= WHAT YOU ARE ASKED TO DO =
Only one stretch of the listing below is wanted. Begin at the line that has "assert!(result.0);", stop after the line that has "pub fn n_threshold(theta: f64)", and repeat every line in between exactly.

--- PROVIDED RECORDS Enclosed Below ---

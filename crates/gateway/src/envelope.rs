//! Uniform `{status, message, data, error}` response body

use serde::{Deserialize, Serialize};
use serde_json::{Map, Value};
use utoipa::ToSchema;

#[derive(Debug, Clone, Copy, PartialEq, Eq, Serialize, Deserialize, ToSchema)]
#[serde(rename_all = "lowercase")]
pub enum EnvelopeStatus {
    Success,
    Error,
}

/// Machine-readable part of an error envelope
#[derive(Debug, Clone, PartialEq, Eq, Serialize, Deserialize, ToSchema)]
pub struct ErrorBody {
    pub code: String,
    #[serde(default, skip_serializing_if = "Option::is_none")]
    pub field: Option<String>,
    #[serde(default, skip_serializing_if = "Option::is_none")]
    pub detail: Option<String>,
}

impl ErrorBody {
    pub fn new(code: impl Into<String>) -> Self {
        Self {
            code: code.into(),
            field: None,
            detail: None,
        }
    }

    pub fn with_field(mut self, field: impl Into<String>) -> Self {
        self.field = Some(field.into());
        self
    }

    pub fn with_detail(mut self, detail: impl Into<String>) -> Self {
        self.detail = Some(detail.into());
        self
    }
}

#[derive(Debug, Clone, PartialEq, Serialize, Deserialize, ToSchema)]
pub struct Envelope {
    pub status: EnvelopeStatus,
    pub message: String,
    #[schema(value_type = Option<Object>)]
    pub data: Option<Map<String, Value>>,
    pub error: Option<ErrorBody>,
}

impl Envelope {
    pub fn success(message: impl Into<String>) -> Self {
        Self {
            status: EnvelopeStatus::Success,
            message: message.into(),
            data: None,
            error: None,
        }
    }

    pub fn error(message: impl Into<String>, error: ErrorBody) -> Self {
        Self {
            status: EnvelopeStatus::Error,
            message: message.into(),
            data: None,
            error: Some(error),
        }
    }

    /// Add `key` to the `data` object.
    pub fn with_data(mut self, key: &str, value: impl Serialize) -> serde_json::Result<Self> {
        let value = serde_json::to_value(value)?;
        self.data
            .get_or_insert_with(Map::new)
            .insert(key.to_string(), value);
        Ok(self)
    }
}
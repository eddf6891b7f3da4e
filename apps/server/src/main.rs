use anyhow::Context;
use clap::{Parser, Subcommand};
use roster_config::load as load_config;
use roster_database::{initialize_database, User, UserStore};
use roster_gateway::{build_router, AppState};
use roster_runtime::{telemetry, BackendServices};
use tokio::net::TcpListener;
use tracing::{debug, info};

#[derive(Parser)]
#[command(name = "roster")]
#[command(about = "Roster user service (serves HTTP by default)")]
struct Cli {
    #[command(subcommand)]
    command: Option<Commands>,
}

#[derive(Debug, PartialEq, Eq, Subcommand)]
enum Commands {
    /// Start the HTTP server (default)
    Serve,
    /// Create the users table and exit
    Migrate,
    /// Print every user in the database
    DumpUsers,
}

#[tokio::main]
async fn main() -> anyhow::Result<()> {
    let cli = Cli::parse();

    // Loaded before tracing so RUST_LOG may come from .env
    let dotenv = dotenvy::dotenv();

    telemetry::init_tracing().context("failed to initialise tracing")?;

    match dotenv {
        Ok(path) => debug!(path = %path.display(), "loaded .env"),
        Err(error) => debug!(%error, "no .env file loaded"),
    }

    match cli.command.unwrap_or(Commands::Serve) {
        Commands::Serve => run_server().await,
        Commands::Migrate => migrate().await,
        Commands::DumpUsers => dump_users().await,
    }
}

async fn run_server() -> anyhow::Result<()> {
    info!("starting Roster");

    let config = load_config().context("failed to load configuration")?;

    let services = BackendServices::initialise(&config)
        .await
        .context("failed to initialise backend services")?;

    let app = build_router(AppState::new(services.store.clone()));

    let address = format!("{}:{}", config.http.address, config.http.port);
    let listener = TcpListener::bind(&address)
        .await
        .with_context(|| format!("failed to bind http listener on {address}"))?;

    info!(%address, "http server listening");

    axum::serve(listener, app)
        .with_graceful_shutdown(roster_runtime::shutdown_signal())
        .await
        .context("http server error")?;

    services.db_pool.close().await;
    info!("server shut down");
    Ok(())
}

async fn migrate() -> anyhow::Result<()> {
    let config = load_config().context("failed to load configuration")?;

    let pool = initialize_database(&config.database)
        .await
        .context("failed to migrate database")?;
    pool.close().await;

    info!(url = %config.database.url, "database schema is up to date");
    Ok(())
}

async fn dump_users() -> anyhow::Result<()> {
    let config = load_config().context("failed to load configuration")?;

    let services = BackendServices::initialise(&config)
        .await
        .context("failed to initialise backend services")?;

    let users = services
        .store
        .find_all()
        .await
        .context("failed to fetch users")?;

    print!("{}", render_users(&users));

    services.db_pool.close().await;
    Ok(())
}

fn render_users(users: &[User]) -> String {
    let mut out = String::from("=== USERS ===\n");
    if users.is_empty() {
        out.push_str("No users found in database\n");
        return out;
    }

    out.push_str(&format!("Found {} users:\n", users.len()));
    out.push_str(&format!(
        "{:<6} {:<24} {:<32} {:<30}\n",
        "ID", "Username", "Email", "Full Name"
    ));
    out.push_str(&format!("{}\n", "-".repeat(95)));

    for user in users {
        out.push_str(&format!(
            "{:<6} {:<24} {:<32} {:<30}\n",
            user.id,
            user.username,
            user.email,
            user.fullname.as_deref().unwrap_or("NULL")
        ));
    }
    out
}

#[cfg(test)]
mod tests {
    use super::*;

    #[test]
    fn no_subcommand_means_serve() {
        let cli = Cli::try_parse_from(["roster"]).unwrap();
        assert_eq!(cli.command.unwrap_or(Commands::Serve), Commands::Serve);
    }

    #[test]
    fn subcommands_use_kebab_case() {
        let cli = Cli::try_parse_from(["roster", "dump-users"]).unwrap();
        assert_eq!(cli.command, Some(Commands::DumpUsers));

        let cli = Cli::try_parse_from(["roster", "migrate"]).unwrap();
        assert_eq!(cli.command, Some(Commands::Migrate));

        assert!(Cli::try_parse_from(["roster", "seed"]).is_err());
    }

    #[test]
    fn render_users_prints_null_for_missing_fullname() {
        let users = vec![
            User {
                id: 1,
                username: "alice".into(),
                email: "a@x.com".into(),
                fullname: Some("Alice Liddell".into()),
            },
            User {
                id: 2,
                username: "bob".into(),
                email: "b@x.com".into(),
                fullname: None,
            },
        ];

        let rendered = render_users(&users);
        assert!(rendered.contains("Found 2 users:"));
        assert!(rendered.contains("Alice Liddell"));
        let bob = rendered.lines().find(|line| line.starts_with("2 ")).unwrap();
        assert!(bob.trim_end().ends_with("NULL"));
    }

    #[test]
    fn render_users_handles_empty_table() {
        assert!(render_users(&[]).contains("No users found in database"));
    }
}
//! Store abstraction and its SQLite implementation

pub mod user_repository;

pub use user_repository::UserRepository;

use async_trait::async_trait;

use crate::entities::{NewUser, User, UserPatch};
use crate::types::StoreResult;

/// Data access for the `users` table.
///
/// Handlers hold this as `Arc<dyn UserStore>`; every failure comes back as a
/// [`StoreError`](crate::types::StoreError).
#[async_trait]
pub trait UserStore: Send + Sync {
    /// Insert a new user and return it with its assigned id.
    async fn create(&self, user: &NewUser) -> StoreResult<User>;

    /// Every user, ordered by id.
    async fn find_all(&self) -> StoreResult<Vec<User>>;

    async fn find_by_id(&self, id: i64) -> StoreResult<User>;

    async fn find_by_username(&self, username: &str) -> StoreResult<User>;

    /// Apply the non-blank fields of `patch`. Fails with `NotFound` when no
    /// row has this id.
    async fn update_by_id(&self, id: i64, patch: &UserPatch) -> StoreResult<User>;

    async fn update_by_username(&self, username: &str, patch: &UserPatch) -> StoreResult<User>;

    async fn delete_by_id(&self, id: i64) -> StoreResult<()>;

    /// Resolves the row first, so a missing user is reported before any delete runs.
    async fn delete_by_username(&self, username: &str) -> StoreResult<()>;

    /// Round-trip to the backend without touching any row.
    async fn ping(&self) -> StoreResult<()>;
}
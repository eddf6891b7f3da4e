//! Cross-cutting layers: request logging, tracing spans and CORS

use axum::{
    extract::Request,
    http::{header, Method},
    middleware::Next,
    response::Response,
};
use tower_http::classify::{ServerErrorsAsFailures, SharedClassifier};
use tower_http::cors::{Any, CorsLayer};
use tower_http::trace::{DefaultMakeSpan, DefaultOnRequest, DefaultOnResponse, TraceLayer};
use tracing::Level;

/// Create tracing middleware
pub fn create_trace_middleware() -> TraceLayer<SharedClassifier<ServerErrorsAsFailures>> {
    TraceLayer::new_for_http()
        .make_span_with(DefaultMakeSpan::new().level(Level::INFO))
        .on_request(DefaultOnRequest::new().level(Level::DEBUG))
        .on_response(DefaultOnResponse::new().level(Level::DEBUG))
}

/// One log line per completed request
pub async fn logging_middleware(request: Request, next: Next) -> Response {
    let method = request.method().clone();
    let uri = request.uri().clone();

    let start = std::time::Instant::now();
    let response = next.run(request).await;
    let duration = start.elapsed();

    tracing::info!(
        method = %method,
        uri = %uri,
        status = %response.status(),
        duration_ms = duration.as_millis(),
        "Request completed"
    );

    response
}

/// Any origin may call the API; there are no credentials to protect.
pub fn create_cors_middleware() -> CorsLayer {
    CorsLayer::new()
        .allow_origin(Any)
        .allow_methods([
            Method::GET,
            Method::POST,
            Method::PUT,
            Method::DELETE,
            Method::OPTIONS,
        ])
        .allow_headers([header::CONTENT_TYPE])
}
//! Roster Database Crate
//!
//! The persistence gateway for the Roster user service: connection
//! management, the embedded `users` migration, and the [`UserStore`]
//! abstraction with its SQLite implementation.

use roster_config::DatabaseConfig;

pub mod connection;
pub mod entities;
pub mod migrations;
pub mod repos;
pub mod types;

pub use connection::{prepare_database, wait_for_database};
pub use migrations::run_migrations;

pub use entities::{NewUser, User, UserPatch};
pub use repos::{UserRepository, UserStore};
pub use types::{
    DatabaseError, DatabaseResult, StoreError, StoreResult, UniqueField,
};

/// Re-export the pool type so callers need not depend on sqlx directly
pub use sqlx::SqlitePool;

/// Wait for the database, then make sure the schema is in place
pub async fn initialize_database(config: &DatabaseConfig) -> DatabaseResult<SqlitePool> {
    let pool = wait_for_database(config)
        .await
        .map_err(|e| DatabaseError::ConnectionError(format!("{e:#}")))?;

    run_migrations(&pool)
        .await
        .map_err(|e| DatabaseError::MigrationError(format!("{e:#}")))?;

    Ok(pool)
}

#[cfg(test)]
mod tests {
    use super::*;
    use tempfile::TempDir;

    async fn create_test_database() -> (SqlitePool, TempDir) {
        let temp_dir = TempDir::new().unwrap();
        let db_path = temp_dir.path().join("test.db");

        let config = DatabaseConfig {
            url: format!("sqlite://{}", db_path.display()),
            max_connections: 1,
            ..DatabaseConfig::default()
        };

        let pool = initialize_database(&config).await.unwrap();
        (pool, temp_dir)
    }

    #[tokio::test]
    async fn test_database_initialization() {
        let (pool, _temp_dir) = create_test_database().await;

        let (count,): (i64,) = sqlx::query_as("SELECT COUNT(*) FROM users")
            .fetch_one(&pool)
            .await
            .unwrap();
        assert_eq!(count, 0);
    }

    #[tokio::test]
    async fn test_foreign_keys_enabled() {
        let (pool, _temp_dir) = create_test_database().await;

        let result: (bool,) = sqlx::query_as("PRAGMA foreign_keys")
            .fetch_one(&pool)
            .await
            .unwrap();

        assert!(result.0);
    }

    #[tokio::test]
    async fn test_initialization_reports_connection_failure() {
        let temp_dir = TempDir::new().unwrap();
        let config = DatabaseConfig {
            url: format!("sqlite:{}", temp_dir.path().join("absent.db").display()),
            max_connections: 1,
            connect_attempts: 1,
            connect_backoff_seconds: 0,
        };

        let error = initialize_database(&config).await.unwrap_err();
        assert!(matches!(error, DatabaseError::ConnectionError(_)));
    }
}
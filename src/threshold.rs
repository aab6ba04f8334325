//! Threshold functions that decide which algebraic branch of a regime applies.

use crate::error::{DomainError, Result};
use crate::parameters::validate_theta;

/// Curvature at which the wholesale regime switches branch.
pub const THETA_SWITCH: f64 = 3.0;

/// Retailer count below which RPM regimes use their small-market branch:
/// `(theta + 1) / (theta - 1)`.
///
/// The function has a pole at `theta = 1`, which is reported as
/// [`DomainError::Singularity`]. For `theta < 1` the value is negative, so every
/// admissible `n` lies above it.
pub fn n_threshold_all(theta: f64) -> Result<f64> {
    validate_theta(theta)?;
    if theta == 1.0 {
        return Err(DomainError::singularity("n_threshold_all", theta));
    }
    let value = (theta + 1.0) / (theta - 1.0);
    if !value.is_finite() {
        return Err(DomainError::singularity("n_threshold_all", theta));
    }
    Ok(value)
}

/// Regime-switch marker for `theta >= 3`:
/// `(1 + theta + sqrt((1 + theta)(4 + theta))) / 3`.
pub fn n_threshold_high(theta: f64) -> Result<f64> {
    validate_theta(theta)?;
    Ok((1.0 + theta + ((1.0 + theta) * (4.0 + theta)).sqrt()) / 3.0)
}

/// Retailer count reported as the regime switch for a given `theta`.
pub fn n_threshold(theta: f64) -> Result<f64> {
    if theta >= THETA_SWITCH {
        n_threshold_high(theta)
    } else {
        n_threshold_all(theta)
    }
}

#[cfg(test)]
mod tests {
    use approx::assert_relative_eq;

    use super::*;

    #[test]
    fn threshold_all_matches_closed_form() {
        assert_relative_eq!(n_threshold_all(2.0).unwrap(), 3.0);
        assert_relative_eq!(n_threshold_all(4.0).unwrap(), 5.0 / 3.0);
        assert!(n_threshold_all(0.5).unwrap() < 0.0);
    }

    #[test]
    fn threshold_all_rejects_pole() {
        assert_eq!(
            n_threshold_all(1.0),
            Err(DomainError::Singularity {
                context: "n_threshold_all",
                theta: 1.0
            })
        );
    }

    #[test]
    fn thresholds_reject_non_positive_theta() {
        assert!(matches!(
            n_threshold_all(0.0),
            Err(DomainError::NonPositiveTheta { .. })
        ));
        assert!(matches!(
            n_threshold_high(-2.0),
            Err(DomainError::NonPositiveTheta { .. })
        ));
    }

    #[test]
    fn reported_threshold_switches_at_three() {
        assert_relative_eq!(n_threshold(2.0).unwrap(), 3.0);
        let expected = (5.0 + 40.0_f64.sqrt()) / 3.0;
        assert_relative_eq!(n_threshold(4.0).unwrap(), expected, epsilon = 1e-12);
        assert_relative_eq!(n_threshold(3.0).unwrap(), n_threshold_high(3.0).unwrap());
    }
}
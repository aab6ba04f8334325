use thiserror::Error;

/// Unified error type for `rpm-equilibrium` operations.
///
/// Every failure in this crate comes from an input outside the model's domain.
/// The arithmetic itself is deterministic, so nothing here is transient.
#[derive(Clone, Debug, Error, PartialEq)]
pub enum DomainError {
    /// Raised when the curvature parameter is zero, negative, or not finite.
    #[error("theta must be strictly positive and finite, found {theta}")]
    NonPositiveTheta { theta: f64 },

    /// Raised when fewer than one retailer is requested.
    #[error("retailer count n must be finite and at least one, found {n}")]
    TooFewRetailers { n: f64 },

    /// Raised when a threshold function is evaluated at a pole.
    #[error("{context} is undefined at theta = {theta}")]
    Singularity {
        /// Name of the function that hit the pole.
        context: &'static str,
        /// The offending parameter value.
        theta: f64,
    },

    /// Raised when a solver produces NaN or an infinite value.
    #[error("encountered a non-finite value during {context}")]
    NumericalError { context: &'static str },

    /// Raised when a sweep grid or sampling range cannot be constructed.
    #[error("invalid grid: {reason}")]
    InvalidGrid { reason: &'static str },
}

impl DomainError {
    /// Helper to raise when a threshold function is evaluated at its pole.
    pub fn singularity(context: &'static str, theta: f64) -> Self {
        Self::Singularity { context, theta }
    }

    /// Helper for rejecting malformed grids and ranges.
    pub fn invalid_grid(reason: &'static str) -> Self {
        Self::InvalidGrid { reason }
    }
}

/// Type alias for results returned by this crate.
pub type Result<T> = std::result::Result<T, DomainError>;
//! The closed set of market-design regimes and their dispatch.

use std::fmt;

use serde::{Deserialize, Serialize};

use crate::error::{DomainError, Result};
use crate::parameters::ParameterSet;
use crate::solving::{
    solve_maximum_rpm, solve_minimum_rpm, solve_vertically_integrated, solve_wholesale,
};
use crate::state::Equilibrium;

/// Market-design arrangement between the wholesaler and its retailers.
#[derive(Clone, Copy, Debug, PartialEq, Eq, Hash, PartialOrd, Ord, Serialize, Deserialize)]
#[serde(rename_all = "snake_case")]
pub enum Regime {
    /// Wholesaler and retailers act as a single firm.
    VerticallyIntegrated,
    /// Linear wholesale pricing, no price restraint.
    Wholesale,
    /// Wholesale pricing plus a retail price ceiling.
    MaximumRpm,
    /// Wholesale pricing plus a retail price floor.
    MinimumRpm,
}

impl Regime {
    /// All regimes in reporting order.
    pub const ALL: [Regime; 4] = [
        Regime::VerticallyIntegrated,
        Regime::Wholesale,
        Regime::MaximumRpm,
        Regime::MinimumRpm,
    ];

    /// Stable snake_case identifier, matching the serialized form.
    pub fn key(self) -> &'static str {
        match self {
            Regime::VerticallyIntegrated => "vertically_integrated",
            Regime::Wholesale => "wholesale",
            Regime::MaximumRpm => "maximum_rpm",
            Regime::MinimumRpm => "minimum_rpm",
        }
    }

    /// Human-readable label for legends and reports.
    pub fn label(self) -> &'static str {
        match self {
            Regime::VerticallyIntegrated => "Vertically Integrated",
            Regime::Wholesale => "Wholesale",
            Regime::MaximumRpm => "Maximum RPM",
            Regime::MinimumRpm => "Minimum RPM",
        }
    }

    /// Solves this regime at `params`.
    pub fn solve(self, params: &ParameterSet) -> Result<Equilibrium> {
        let equilibrium = match self {
            Regime::VerticallyIntegrated => solve_vertically_integrated(params),
            Regime::Wholesale => solve_wholesale(params),
            Regime::MaximumRpm => solve_maximum_rpm(params)?,
            Regime::MinimumRpm => solve_minimum_rpm(params)?,
        };
        if !equilibrium.is_finite() {
            return Err(DomainError::NumericalError {
                context: self.key(),
            });
        }
        Ok(equilibrium)
    }
}

impl fmt::Display for Regime {
    fn fmt(&self, f: &mut fmt::Formatter<'_>) -> fmt::Result {
        f.write_str(self.label())
    }
}
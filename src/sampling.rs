//! Reproducible random scenarios for robustness checks across the parameter space.

use rand::rngs::SmallRng;
use rand::SeedableRng;
use rand_distr::{Distribution, Uniform};
use rayon::prelude::*;

use crate::error::{DomainError, Result};
use crate::parameters::{validate_retailers, validate_theta, ParameterSet};
use crate::regime::Regime;
use crate::state::Equilibrium;

/// A batch of `(theta, n)` scenarios.
#[derive(Clone, Debug)]
pub struct ScenarioDraws {
    scenarios: Vec<ParameterSet>,
}

impl ScenarioDraws {
    /// Wraps an explicit list of scenarios.
    pub fn new(scenarios: Vec<ParameterSet>) -> Result<Self> {
        if scenarios.is_empty() {
            return Err(DomainError::invalid_grid("at least one scenario is required"));
        }
        Ok(Self { scenarios })
    }

    /// Draws `count` scenarios uniformly from `theta_range x n_range` (half-open ranges).
    pub fn uniform(
        count: usize,
        theta_range: (f64, f64),
        n_range: (f64, f64),
        seed: u64,
    ) -> Result<Self> {
        let (theta_low, theta_high) = theta_range;
        let (n_low, n_high) = n_range;
        validate_theta(theta_low)?;
        validate_retailers(n_low)?;
        if !(theta_high > theta_low && theta_high.is_finite()) {
            return Err(DomainError::invalid_grid("theta range must be non-empty"));
        }
        if !(n_high > n_low && n_high.is_finite()) {
            return Err(DomainError::invalid_grid("n range must be non-empty"));
        }

        let mut rng = SmallRng::seed_from_u64(seed);
        let theta_dist = Uniform::new(theta_low, theta_high);
        let n_dist = Uniform::new(n_low, n_high);
        let scenarios = (0..count)
            .map(|_| {
                let theta = theta_dist.sample(&mut rng);
                let n = n_dist.sample(&mut rng);
                ParameterSet::new(theta, n)
            })
            .collect::<Result<Vec<_>>>()?;
        Self::new(scenarios)
    }

    /// Number of scenarios.
    pub fn len(&self) -> usize {
        self.scenarios.len()
    }

    /// Returns `true` when the batch holds no scenarios.
    pub fn is_empty(&self) -> bool {
        self.scenarios.is_empty()
    }

    /// Scenarios in draw order.
    pub fn scenarios(&self) -> &[ParameterSet] {
        &self.scenarios
    }

    /// Solves `regime` at every scenario in parallel, preserving order.
    pub fn solve(&self, regime: Regime) -> Result<Vec<Equilibrium>> {
        self.scenarios
            .par_iter()
            .map(|params| regime.solve(params))
            .collect()
    }
}
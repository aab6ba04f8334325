//! Closed-form equilibria for a two-tier vertical supply chain.
//!
//! One wholesaler sells through `n` symmetric retailers to consumers whose
//! willingness to pay is either high or low. A single curvature/cost parameter
//! `theta` governs the model. For a given `(theta, n)` this crate computes
//! prices, deliveries and the split of surplus between consumers, the
//! wholesaler and the retailers under four market designs:
//!
//! - vertical integration (single-firm benchmark),
//! - linear wholesale pricing,
//! - maximum resale price maintenance (a retail price ceiling), and
//! - minimum resale price maintenance (a retail price floor).
//!
//! Every regime is a closed form. The only decisions are threshold comparisons
//! (`theta` against 3, `n` against [`threshold::n_threshold_all`]) that pick an
//! algebraic branch.
//!
//! # Quick start
//!
//! ```no_run
//! use rpm_equilibrium::{ParameterSet, Regime, SweepOptions};
//!
//! let params = ParameterSet::new(4.0, 10.0).expect("valid parameters");
//! let wholesale = Regime::Wholesale.solve(&params).expect("solvable");
//! println!("wholesale price: {}", wholesale.endogenous.wholesale_price);
//!
//! // Dense sweep over the retailer count, as used for plotting.
//! let result = rpm_equilibrium::sweep::sweep(2.0, &SweepOptions::default())
//!     .expect("valid grid");
//! println!("regime switch at n = {}", result.n_threshold());
//! ```

pub mod engine;
pub mod error;
pub mod options;
pub mod parameters;
pub mod regime;
pub mod sampling;
pub mod solving;
pub mod state;
pub mod sweep;
pub mod threshold;

pub use engine::EquilibriumEngine;
pub use error::{DomainError, Result};
pub use options::SweepOptions;
pub use parameters::ParameterSet;
pub use regime::Regime;
pub use state::{Branch, EndogenousKey, EndogenousState, Equilibrium, SurplusKey, SurplusState};
pub use sweep::{SeriesKey, SweepResult};
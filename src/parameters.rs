//! Model parameters shared by every regime solver.

use serde::{Deserialize, Serialize};

use crate::error::{DomainError, Result};
use crate::threshold;

/// The two exogenous inputs of the model: curvature `theta` and retailer count `n`.
///
/// A `ParameterSet` is immutable. Changing a parameter produces a new value via
/// [`with_theta`](ParameterSet::with_theta) or [`with_n`](ParameterSet::with_n),
/// so snapshots computed from the old set are never affected.
#[derive(Clone, Copy, Debug, PartialEq, Serialize, Deserialize)]
#[serde(try_from = "RawParameterSet")]
pub struct ParameterSet {
    theta: f64,
    n: f64,
}

impl ParameterSet {
    /// Creates a validated parameter set.
    pub fn new(theta: f64, n: f64) -> Result<Self> {
        validate_theta(theta)?;
        validate_retailers(n)?;
        Ok(Self { theta, n })
    }

    /// Curvature/cost parameter.
    pub fn theta(&self) -> f64 {
        self.theta
    }

    /// Number of symmetric retailers.
    pub fn n(&self) -> f64 {
        self.n
    }

    /// Returns a copy with `theta` replaced.
    pub fn with_theta(self, theta: f64) -> Result<Self> {
        Self::new(theta, self.n)
    }

    /// Returns a copy with `n` replaced.
    pub fn with_n(self, n: f64) -> Result<Self> {
        Self::new(self.theta, n)
    }

    /// Retailer count at which both RPM regimes switch branch.
    pub fn n_threshold_all(&self) -> Result<f64> {
        threshold::n_threshold_all(self.theta)
    }

    /// Regime-switch marker used for reporting.
    pub fn n_threshold(&self) -> Result<f64> {
        threshold::n_threshold(self.theta)
    }
}

pub(crate) fn validate_theta(theta: f64) -> Result<()> {
    if !(theta > 0.0 && theta.is_finite()) {
        return Err(DomainError::NonPositiveTheta { theta });
    }
    Ok(())
}

pub(crate) fn validate_retailers(n: f64) -> Result<()> {
    if !(n >= 1.0 && n.is_finite()) {
        return Err(DomainError::TooFewRetailers { n });
    }
    Ok(())
}

#[derive(Deserialize)]
struct RawParameterSet {
    theta: f64,
    n: f64,
}

impl TryFrom<RawParameterSet> for ParameterSet {
    type Error = DomainError;

    fn try_from(raw: RawParameterSet) -> Result<Self> {
        Self::new(raw.theta, raw.n)
    }
}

--- End of Enclosed PROVIDED RECORDS ---

= EXERCISE OUTPUT =
        assert!(result.0);
    }

    #[tokio::test]
    async fn test_initialization_reports_connection_failure() {
        let temp_dir = TempDir::new().unwrap();
        let config = DatabaseConfig {
            url: format!("sqlite:{}", temp_dir.path().join("absent.db").display()),
            max_connections: 1,
            connect_attempts: 1,
            connect_backoff_seconds: 0,
        };

        let error = initialize_database(&config).await.unwrap_err();
        assert!(matches!(error, DatabaseError::ConnectionError(_)));
    }
}
filename src/threshold.rs
repository aab6ba04f8334325
//! Threshold functions that decide which algebraic branch of a regime applies.

use crate::error::{DomainError, Result};
use crate::parameters::validate_theta;

/// Curvature at which the wholesale regime switches branch.
pub const THETA_SWITCH: f64 = 3.0;

/// Retailer count below which RPM regimes use their small-market branch:
/// `(theta + 1) / (theta - 1)`.
///
/// The function has a pole at `theta = 1`, which is reported as
/// [`DomainError::Singularity`]. For `theta < 1` the value is negative, so every
/// admissible `n` lies above it.
pub fn n_threshold_all(theta: f64) -> Result<f64> {
    validate_theta(theta)?;
    if theta == 1.0 {
        return Err(DomainError::singularity("n_threshold_all", theta));
    }
    let value = (theta + 1.0) / (theta - 1.0);
    if !value.is_finite() {
        return Err(DomainError::singularity("n_threshold_all", theta));
    }
    Ok(value)
}

/// Regime-switch marker for `theta >= 3`:
/// `(1 + theta + sqrt((1 + theta)(4 + theta))) / 3`.
pub fn n_threshold_high(theta: f64) -> Result<f64> {
    validate_theta(theta)?;
    Ok((1.0 + theta + ((1.0 + theta) * (4.0 + theta)).sqrt()) / 3.0)
}

/// Retailer count reported as the regime switch for a given `theta`.
pub fn n_threshold(theta: f64) -> Result<f64> {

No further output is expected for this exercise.